No recusal motion against the Federal Prosecutor’s Office as a whole

BB.2011.42Bundesstrafgericht / Beschwerdekammer31.05.2011Dismissed

Von Omnilex extrahiert

Omnilex-Zusammenfassung

A. sought the recusal of the Federal Prosecutor’s Office in ongoing criminal proceedings before the Federal Criminal Court. The I. Criminal Appeals Chamber held that recusal requests must be directed against individual persons and not against a whole authority. The formulation used by the applicant was therefore inadmissible. The court added that the filing contained only general polemics and no substantiated grounds against specific persons, so the request would also have failed on the merits.
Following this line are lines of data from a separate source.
//! Digit classification.
//!
//! The digit painted between the two lightbars identifies the robot class.
//! The digit region is perspective-unwarped to a 64×64 grayscale patch and
//! run through a pre-trained ONNX network; the argmax class is accepted
//! when its softmax probability clears the configured threshold.

use image::GrayImage;
use imageproc::geometric_transformations::{warp_into, Interpolation, Projection};
use nalgebra::{Point2, Vector2};
use tracing::{trace, warn};

use autoaim_config_data::ClassifierConfig;
use autoaim_types::Labels;

use crate::armor::RawArmor;
use crate::{Error, Result};

/// Side length of the classifier input patch.
pub const PATCH_SIZE: u32 = 64;

/// Seam between armor pairing and the class decision. The production
/// implementation is [`OnnxClassifier`]; tests substitute stubs.
pub trait DigitClassifier: Send {
    /// Classify a 64×64 grayscale patch. Returns the accepted label (or
    /// `Labels::None` below threshold) and the winning probability.
    fn classify(&mut self, patch: &GrayImage) -> (Labels, f64);
}

/// Quadrilateral of the digit region for one paired armor.
///
/// The lightbar endpoints are pushed outward by a third of the lightbar
/// length along the bar axis, then the sides are inset by 30% of the
/// horizontal span, which brackets the painted digit while excluding the
/// bars themselves.
pub(crate) fn digit_region(armor: &RawArmor, width: u32, height: u32) -> [Point2<f64>; 4] {
    let [tl, tr, br, bl] = armor.vertices;

    let extend = |top: Point2<f64>, bottom: Point2<f64>| -> (Point2<f64>, Point2<f64>) {
        let axis: Vector2<f64> = bottom - top;
        let len = axis.norm();
        if len <= f64::EPSILON {
            return (top, bottom);
        }
        let unit = axis / len;
        (top - unit * (len / 3.0), bottom + unit * (len / 3.0))
    };
    let (mut top_left, mut bottom_left) = extend(tl, bl);
    let (mut top_right, mut bottom_right) = extend(tr, br);

    let horizontal_span = (nalgebra::distance(&top_left, &top_right)
        + nalgebra::distance(&bottom_left, &bottom_right))
        / 2.0;
    let inset = horizontal_span * 0.3;
    top_left.x += inset;
    bottom_left.x += inset;
    top_right.x -= inset;
    bottom_right.x -= inset;

    let clamp = |p: &mut Point2<f64>| {
        p.x = p.x.clamp(1.0, width as f64 - 1.0);
        p.y = p.y.clamp(1.0, height as f64 - 1.0);
    };
    clamp(&mut top_left);
    clamp(&mut top_right);
    clamp(&mut bottom_right);
    clamp(&mut bottom_left);

    [top_left, top_right, bottom_right, bottom_left]
}

/// Warp the digit region of `gray` to a `PATCH_SIZE` square patch. Returns
/// `None` for degenerate quadrilaterals.
pub(crate) fn extract_digit_patch(gray: &GrayImage, armor: &RawArmor) -> Option<GrayImage> {
    let quad = digit_region(armor, gray.width(), gray.height());
    let from: [(f32, f32); 4] = std::array::from_fn(|i| (quad[i].x as f32, quad[i].y as f32));
    let size = PATCH_SIZE as f32;
    let to = [(0.0, 0.0), (size, 0.0), (size, size), (0.0, size)];
    let projection = Projection::from_control_points(from, to)?;
    let mut patch = GrayImage::new(PATCH_SIZE, PATCH_SIZE);
    warp_into(
        gray,
        &projection,
        Interpolation::Bilinear,
        image::Luma([0u8]),
        &mut patch,
    );
    Some(patch)
}

/// Numerically stable softmax.
pub(crate) fn softmax(logits: &[f32]) -> Vec<f32> {
    let max = logits.iter().copied().fold(f32::NEG_INFINITY, f32::max);
    let exps: Vec<f32> = logits.iter().map(|v| (v - max).exp()).collect();
    let sum: f32 = exps.iter().sum();
    exps.into_iter().map(|v| v / sum).collect()
}

/// The production ONNX-backed classifier.
pub struct OnnxClassifier {
    session: ort::session::Session,
    input_name: String,
    /// Human-readable names of the eight classes, wire order.
    label_names: Vec<String>,
    confidence_threshold: f64,
}

impl OnnxClassifier {
    pub fn new(cfg: &ClassifierConfig) -> Result<OnnxClassifier> {
        if cfg.labels.len() != Labels::TRACKABLE.len() {
            return Err(Error::BadLabelList(cfg.labels.len()));
        }
        let session = ort::session::Session::builder()?
            .with_optimization_level(ort::session::builder::GraphOptimizationLevel::Level3)?
            .with_intra_threads(1)?
            .commit_from_file(&cfg.model_path)?;
        Ok(OnnxClassifier {
            session,
            input_name: cfg.input_name.clone(),
            label_names: cfg.labels.clone(),
            confidence_threshold: cfg.confidence_threshold,
        })
    }

    /// Configured display name of a label, for diagnostics.
    fn label_name(&self, label: Labels) -> &str {
        match label.index() {
            0 => "none",
            idx => &self.label_names[idx as usize - 1],
        }
    }

    fn infer(&mut self, patch: &GrayImage) -> Result<Vec<f32>> {
        let mut input = ndarray::Array4::<f32>::zeros((1, 1, PATCH_SIZE as usize, PATCH_SIZE as usize));
        for (x, y, px) in patch.enumerate_pixels() {
            input[[0, 0, y as usize, x as usize]] = px.0[0] as f32 / 255.0;
        }
        let outputs = self
            .session
            .run(ort::inputs![self.input_name.as_str() => input.view()]?)?;
        let logits = outputs[0].try_extract_tensor::<f32>()?;
        Ok(logits.iter().copied().collect())
    }
}

impl DigitClassifier for OnnxClassifier {
    fn classify(&mut self, patch: &GrayImage) -> (Labels, f64) {
        let logits = match self.infer(patch) {
            Ok(logits) => logits,
            Err(e) => {
                warn!("classifier inference failed: {e}");
                return (Labels::None, 0.0);
            }
        };
        let (label, prob) = decide(&logits, self.confidence_threshold);
        trace!("digit read as {} (p = {:.2})", self.label_name(label), prob);
        (label, prob)
    }
}

/// Softmax, argmax, threshold, and the fixed 1..8 label mapping.
pub(crate) fn decide(logits: &[f32], confidence_threshold: f64) -> (Labels, f64) {
    let probs = softmax(logits);
    let Some((argmax, prob)) = probs
        .iter()
        .enumerate()
        .max_by(|a, b| a.1.total_cmp(b.1))
        .map(|(i, p)| (i, *p as f64))
    else {
        return (Labels::None, 0.0);
    };
    if prob >= confidence_threshold {
        (Labels::from_index(argmax as u8), prob)
    } else {
        (Labels::None, prob)
    }
}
Costs of CHF 500 were imposed on the applicant.

Omnilex-Regeste

Art. 58 Abs. 1 und Art. 59 Abs. 1 lit. b StPO; Ausstandsgesuch gegen eine Gesamtbehörde unzulässig. Das Ausstandsbegehren ist unverzüglich nach Kenntnis des Ausstandsgrundes bei der Verfahrensleitung einzureichen und die Tatsachen sind glaubhaft zu machen. Es kann sich nur gegen einzelne in der Strafbehörde tätige Personen richten, nicht gegen die Behörde als solche; eine pauschale Ablehnung sämtlicher Mitglieder einer Behörde ist daher unzulässig (vgl. auch Art. 56 StPO). Enthält das Gesuch zudem lediglich allgemeine Polemik ohne individualisierte Ausstandsgründe, wäre es auch materiell abzuweisen. Die Kosten trägt bei Unterliegen die gesuchstellende Partei (Art. 59 Abs. 4 StPO; vgl. consid. betreffend Kosten).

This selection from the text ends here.